Y también mencionémoslo: cuando la amistad o la relación de
pareja carece de gestos de reciprocidad necesitamos dejar de negarlo: reconocer
que se ha vuelto un amor unilateral (no incondicional!). Y que debemos
plantearlo para ver si es posible transformar ese vínculo, cambiar nuestra
actitud, y estar dispuestos a que si esa reciprocidad no puede forjarse… el
vínculo, en realidad, no existe: estamos solos, aunque estemos con otro. Como
dice Don José Larralde: “Pero es más soledad todavía / la soledad de dos, en
compañía.” Y eso daña. Cómo daña! Si no
es posible transformación alguna, habrá entonces que emprender el camino del
soltar…
Salvo excepciones, nadie está en condiciones de tanta carencia
como para no ser recíproco, al menos, con un “gracias”, mirando a los ojos,
sintiéndolo de verdad.
Quiero compartirles hoy una historia real, contada por Dulcina
Fonseca García, que nos habla de esa reciprocidad, de esa gratitud:
“Después de 11 años trabajando como médico en uno de los
países que hemos bautizado como ‘Tercer Mundo’, debí volver a mi casa por
asuntos personales.
En una cena familiar, un pariente cercano me preguntó que para
qué había estudiado Medicina si estaba malviviendo en una zona perdida de la
selva. Sin siquiera darme tiempo a responder, justificaba socarronamente su
duda afirmando que, para vivir así, mejor me hubiera hecho misionera y no
habría tenido que ¿malgastar? los mejores años de mi juventud estudiando.
Lo realmente curioso es que casi todos los allí presentes le
daban la razón haciéndome sentir un animal raro.

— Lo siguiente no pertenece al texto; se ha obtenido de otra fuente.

//! okn-web library - HTTP surface of Open Knesset Watch
//!
//! Read endpoints for members, parties, committees, votes, bills and
//! lobbyists, the faceted vote listing, and login-protected vote tagging.

use axum::Router;
use chrono::Duration;
use okn_common::config::TomlConfig;
use okn_common::stats::BillStatsStrategy;
use sqlx::SqlitePool;
use std::sync::Arc;
use tower_http::trace::TraceLayer;

pub mod api;
pub mod error;
pub mod listing;
pub mod pagination;
pub mod refresher;

/// Longest session lifetime; larger configured values are clamped
pub const MAX_SESSION_TTL_HOURS: i64 = 24 * 365 * 10;

/// Application state shared across HTTP handlers
#[derive(Clone)]
pub struct AppState {
    pub db: SqlitePool,
    pub config: Arc<TomlConfig>,
}

impl AppState {
    pub fn new(db: SqlitePool, config: TomlConfig) -> Self {
        Self {
            db,
            config: Arc::new(config),
        }
    }

    pub fn bill_strategy(&self) -> BillStatsStrategy {
        self.config.stats.bill_strategy
    }

    pub fn session_ttl(&self) -> Duration {
        Duration::hours(self.config.auth.session_ttl_hours.clamp(1, MAX_SESSION_TTL_HOURS))
    }
}

/// Build application router
pub fn build_router(state: AppState) -> Router {
    use axum::routing::{get, post};

    let votes = Router::new()
        .route("/vote", get(api::list_votes))
        .route("/vote/", get(api::list_votes))
        .route("/vote/tagged/:tag", get(api::tagged_votes))
        .route("/vote/:id", get(api::vote_detail))
        .route("/vote/:id/tags", post(api::submit_tags))
        .route("/vote/:id/tags/:tag_id/vote/:value", post(api::vote_on_tag));

    let records = Router::new()
        .route("/api/members", get(api::list_members))
        .route("/api/members/:id", get(api::member_detail))
        .route("/api/parties", get(api::list_parties))
        .route("/api/parties/:id", get(api::party_detail))
        .route("/api/bills", get(api::list_bills))
        .route("/api/bills/:id", get(api::bill_detail))
        .route("/api/committees/:id/meetings", get(api::committee_meetings))
        .route("/api/meetings/:id", get(api::meeting_detail))
        .route("/api/lobbyists", get(api::list_lobbyists));

    let session = Router::new()
        .route("/login", get(api::login_page).post(api::login))
        .route("/logout", post(api::logout));

    Router::new()
        .merge(votes)
        .merge(records)
        .merge(session)
        .merge(api::health_routes())
        .layer(TraceLayer::new_for_http())
        .with_state(state)
}

#[cfg(test)]
mod tests {
    use super::*;
    use okn_common::db::init_memory_database;

    async fn state_with_ttl(hours: i64) -> AppState {
        let mut config = TomlConfig::default();
        config.auth.session_ttl_hours = hours;
        AppState::new(init_memory_database().await.unwrap(), config)
    }

    #[tokio::test]
    async fn test_session_ttl_is_clamped() {
        assert_eq!(state_with_ttl(12).await.session_ttl(), Duration::hours(12));
        assert_eq!(state_with_ttl(0).await.session_ttl(), Duration::hours(1));
        assert_eq!(state_with_ttl(-5).await.session_ttl(), Duration::hours(1));

        let ttl = state_with_ttl(i64::MAX).await.session_ttl();
        assert_eq!(ttl, Duration::hours(MAX_SESSION_TTL_HOURS));
        assert!(okn_common::time::now().checked_add_signed(ttl).is_some());
    }
}
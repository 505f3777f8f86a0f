//! Recalculate cached member statistics
//!
//! Every `recalc_*` function loads what it needs, computes with the pure
//! helpers and writes the result onto the member row.

use crate::db::bills::{proposer_ids, update_stage, Bill};
use crate::db::committees::count_meetings_attended;
use crate::db::knessets::{current_knesset, Knesset};
use crate::db::members::{
    get_member, list_members, set_average_weekly_presence, update_cached_stats, CachedStats, Member,
};
use crate::db::presence::{insert_weekly_presence, presence_hours_since, WeeklyPresence};
use crate::stats::bills::member_bill_counts;
use crate::stats::presence::{average_weekly_presence, committee_meetings_per_month, service_time};
use crate::stats::BillStatsStrategy;
use crate::{Error, Result};
use chrono::NaiveDate;
use serde::Serialize;
use sqlx::SqlitePool;
use tracing::{debug, info, warn};

/// Outcome of a full refresh
#[derive(Debug, Clone, Copy, Default, PartialEq, Eq, Serialize)]
pub struct RefreshSummary {
    pub members: usize,
    pub failed: usize,
}

async fn require_current_knesset(pool: &SqlitePool) -> Result<Knesset> {
    current_knesset(pool)
        .await?
        .ok_or_else(|| Error::NotFound("current knesset".to_string()))
}

/// Compute every cached statistic of a member without persisting it
pub async fn compute_member_stats(
    pool: &SqlitePool,
    member: &Member,
    knesset: &Knesset,
    strategy: BillStatsStrategy,
    today: NaiveDate,
) -> Result<CachedStats> {
    let Some(member_id) = member.id else {
        return Ok(CachedStats::default());
    };

    let bills = member_bill_counts(pool, member_id, knesset, strategy, today).await?;
    let since = knesset.effective_start();
    let hours = presence_hours_since(pool, member_id, since).await?;
    let meetings = count_meetings_attended(pool, member_id, since).await?;
    let service_days = service_time(member, knesset, today);

    Ok(CachedStats {
        bills_stats_proposed: bills.proposed,
        bills_stats_pre: bills.pre,
        bills_stats_first: bills.first,
        bills_stats_approved: bills.approved,
        average_weekly_presence_hours: average_weekly_presence(&hours),
        average_monthly_committee_presence: Some(committee_meetings_per_month(
            member,
            meetings,
            service_days,
        )),
    })
}

async fn recalc_loaded(
    pool: &SqlitePool,
    member: &Member,
    knesset: &Knesset,
    strategy: BillStatsStrategy,
    today: NaiveDate,
) -> Result<CachedStats> {
    let stats = compute_member_stats(pool, member, knesset, strategy, today).await?;
    if let Some(member_id) = member.id {
        update_cached_stats(pool, member_id, &stats).await?;
        debug!("Recalculated statistics for member {}", member_id);
    }
    Ok(stats)
}

/// Recalculate and persist all statistics of one member
pub async fn recalc_member(
    pool: &SqlitePool,
    member_id: i64,
    strategy: BillStatsStrategy,
    today: NaiveDate,
) -> Result<CachedStats> {
    let knesset = require_current_knesset(pool).await?;
    let member = get_member(pool, member_id).await?;
    recalc_loaded(pool, &member, &knesset, strategy, today).await
}

/// Recalculate and persist only the weekly presence average
pub async fn recalc_presence(pool: &SqlitePool, member_id: i64) -> Result<Option<f64>> {
    let knesset = require_current_knesset(pool).await?;
    let hours = presence_hours_since(pool, member_id, knesset.effective_start()).await?;
    let average = average_weekly_presence(&hours);
    set_average_weekly_presence(pool, member_id, average).await?;
    Ok(average)
}

/// Store a weekly presence row and refresh the member's presence average
pub async fn record_weekly_presence(pool: &SqlitePool, presence: &WeeklyPresence) -> Result<Option<f64>> {
    insert_weekly_presence(pool, presence).await?;
    recalc_presence(pool, presence.member_id).await
}

/// Re-derive a bill's stage and refresh the statistics of its proposers
pub async fn refresh_bill(
    pool: &SqlitePool,
    bill_id: i64,
    strategy: BillStatsStrategy,
    today: NaiveDate,
) -> Result<Bill> {
    let bill = update_stage(pool, bill_id, false).await?;
    for member_id in proposer_ids(pool, bill_id).await? {
        recalc_member(pool, member_id, strategy, today).await?;
    }
    Ok(bill)
}

/// Recalculate every member
///
/// A failure on one member is logged and counted; the refresh continues.
/// Without any knesset there is nothing to compute.
pub async fn refresh_all(
    pool: &SqlitePool,
    strategy: BillStatsStrategy,
    today: NaiveDate,
) -> Result<RefreshSummary> {
    let Some(knesset) = current_knesset(pool).await? else {
        warn!("No knesset records, skipping statistics refresh");
        return Ok(RefreshSummary::default());
    };

    let members = list_members(pool).await?;
    let mut summary = RefreshSummary::default();
    for member in &members {
        match recalc_loaded(pool, member, &knesset, strategy, today).await {
            Ok(_) => summary.members += 1,
            Err(e) => {
                warn!("Failed to recalculate member {:?}: {}", member.id, e);
                summary.failed += 1;
            }
        }
    }

    info!(
        "Refreshed statistics for {} members ({} failed) in {}",
        summary.members,
        summary.failed,
        knesset.name()
    );
    Ok(summary)
}

#[cfg(test)]
mod tests {
    use super::*;
    use crate::db::bills::{add_pre_vote, load_bill, save_bill, save_private_proposal, BillStage, PrivateProposal};
    use crate::db::committees::{add_attending_member, save_committee, save_meeting, Committee, CommitteeMeeting};
    use crate::db::init::init_memory_database;
    use crate::db::knessets::save_knesset;
    use crate::db::members::save_member;
    use crate::db::votes::{save_vote, Vote};

    fn date(y: i32, m: u32, d: u32) -> NaiveDate {
        NaiveDate::from_ymd_opt(y, m, d).unwrap()
    }

    async fn pool_with_knesset() -> SqlitePool {
        let pool = init_memory_database().await.unwrap();
        save_knesset(&pool, &Knesset::new(19, Some(date(2013, 2, 5)), None))
            .await
            .unwrap();
        pool
    }

    #[tokio::test]
    async fn test_member_without_service_or_presence() {
        let pool = pool_with_knesset().await;
        save_member(&pool, &Member::new(Some(1), "Newcomer")).await.unwrap();

        let stats = recalc_member(&pool, 1, BillStatsStrategy::default(), date(2014, 1, 1))
            .await
            .unwrap();
        assert_eq!(stats.average_monthly_committee_presence, Some(0.0));
        assert_eq!(stats.average_weekly_presence_hours, None);

        let stored = get_member(&pool, 1).await.unwrap();
        assert_eq!(stored.stats, stats);
    }

    #[tokio::test]
    async fn test_meetings_per_month_persisted() {
        let pool = pool_with_knesset().await;
        let mut member = Member::new(Some(1), "Active");
        member.start_date = Some(date(2013, 2, 5));
        save_member(&pool, &member).await.unwrap();

        let committee = save_committee(&pool, &Committee::new("Finance")).await.unwrap();
        for day in [date(2013, 3, 1), date(2013, 3, 8), date(2012, 1, 1)] {
            let meeting = save_meeting(&pool, &CommitteeMeeting::new(committee, day))
                .await
                .unwrap();
            add_attending_member(&pool, meeting, 1).await.unwrap();
        }

        // 60 days after the knesset opened
        let stats = recalc_member(&pool, 1, BillStatsStrategy::default(), date(2013, 4, 6))
            .await
            .unwrap();
        assert_eq!(stats.average_monthly_committee_presence, Some(1.0));
    }

    #[tokio::test]
    async fn test_record_presence_updates_average() {
        let pool = pool_with_knesset().await;
        save_member(&pool, &Member::new(Some(1), "Present")).await.unwrap();

        for (day, hours) in [(date(2013, 3, 4), 10.0), (date(2013, 3, 11), 11.5)] {
            record_weekly_presence(
                &pool,
                &WeeklyPresence {
                    member_id: 1,
                    date: Some(day),
                    hours,
                },
            )
            .await
            .unwrap();
        }

        let member = get_member(&pool, 1).await.unwrap();
        assert_eq!(member.stats.average_weekly_presence_hours, Some(10.8));
    }

    #[tokio::test]
    async fn test_refresh_all() {
        let pool = init_memory_database().await.unwrap();
        save_member(&pool, &Member::new(Some(1), "A")).await.unwrap();
        assert_eq!(
            refresh_all(&pool, BillStatsStrategy::default(), date(2014, 1, 1))
                .await
                .unwrap(),
            RefreshSummary::default()
        );
        assert!(recalc_member(&pool, 1, BillStatsStrategy::default(), date(2014, 1, 1))
            .await
            .unwrap_err()
            .is_not_found());

        save_knesset(&pool, &Knesset::new(19, Some(date(2013, 2, 5)), None))
            .await
            .unwrap();
        save_member(&pool, &Member::new(Some(2), "B")).await.unwrap();
        let summary = refresh_all(&pool, BillStatsStrategy::StageDate, date(2014, 1, 1))
            .await
            .unwrap();
        assert_eq!(summary.members, 2);
        assert_eq!(summary.failed, 0);
    }

    #[tokio::test]
    async fn test_refresh_bill_updates_proposer_counts() {
        let pool = pool_with_knesset().await;
        save_member(&pool, &Member::new(Some(1), "Proposer")).await.unwrap();
        let bill_id = save_bill(&pool, &Bill::new("Transparency bill")).await.unwrap();
        save_private_proposal(
            &pool,
            &PrivateProposal {
                id: None,
                proposal_id: Some(1200),
                bill_id: Some(bill_id),
                date: date(2013, 3, 1),
                title: "Transparency bill".to_string(),
            },
            &[1],
        )
        .await
        .unwrap();

        let today = date(2014, 1, 1);
        let bill = refresh_bill(&pool, bill_id, BillStatsStrategy::ProposalDate, today)
            .await
            .unwrap();
        assert_eq!(bill.stage, BillStage::Proposed);
        let stats = get_member(&pool, 1).await.unwrap().stats;
        assert_eq!((stats.bills_stats_proposed, stats.bills_stats_pre), (1, 0));

        let mut pre_vote = Vote::new(
            "הצעת חוק השקיפות - קריאה טרומית",
            date(2013, 5, 15).and_hms_opt(12, 0, 0).unwrap(),
        );
        pre_vote.for_votes_count = Some(40);
        pre_vote.against_votes_count = Some(12);
        let vote_id = save_vote(&pool, &pre_vote).await.unwrap();
        add_pre_vote(&pool, bill_id, vote_id).await.unwrap();

        let bill = refresh_bill(&pool, bill_id, BillStatsStrategy::ProposalDate, today)
            .await
            .unwrap();
        assert_eq!(bill.stage, BillStage::PreApproved);
        assert_eq!(
            load_bill(&pool, bill_id).await.unwrap().unwrap().stage,
            BillStage::PreApproved
        );
        let stats = get_member(&pool, 1).await.unwrap().stats;
        assert_eq!((stats.bills_stats_proposed, stats.bills_stats_pre), (1, 1));

        assert!(refresh_bill(&pool, 999, BillStatsStrategy::ProposalDate, today)
            .await
            .unwrap_err()
            .is_not_found());
    }
}
//! # Open Knesset Watch common library
//!
//! Shared code for the okn-web server and the okn-admin tool:
//! - Database schema, migrations and per-entity queries
//! - Member statistics (bill stages, presence, committee activity)
//! - Bootstrap configuration and root folder resolution
//! - Password hashing and session tokens
//! - Common error type

pub mod auth;
pub mod config;
pub mod db;
pub mod error;
pub mod stats;
pub mod time;

pub use error::{Error, Result};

Quizá yo pensaría como ellos si me faltase la experiencia de
estos años: muchos pacientes han llegado a ofrecerme un plátano como
agradecimiento por haber ayudado en un parto o haber aliviado un dolor
innecesario de una enfermedad incurable.
Un simple plátano, qué miseria para nuestros estómagos
saciados, ¿verdad?. Lo que muchos no saben es que dos plátanos son la cena
incluso la comida de un día completo de un matrimonio con tres niños. Sin
embargo, en una acción de máxima gratitud (eso que a los occidentales nos
falta) han reconocido mi modesto trabajo compartiendo conmigo lo máximo que
tienen. ¿Puede un profesional sentir mayor satisfacción?”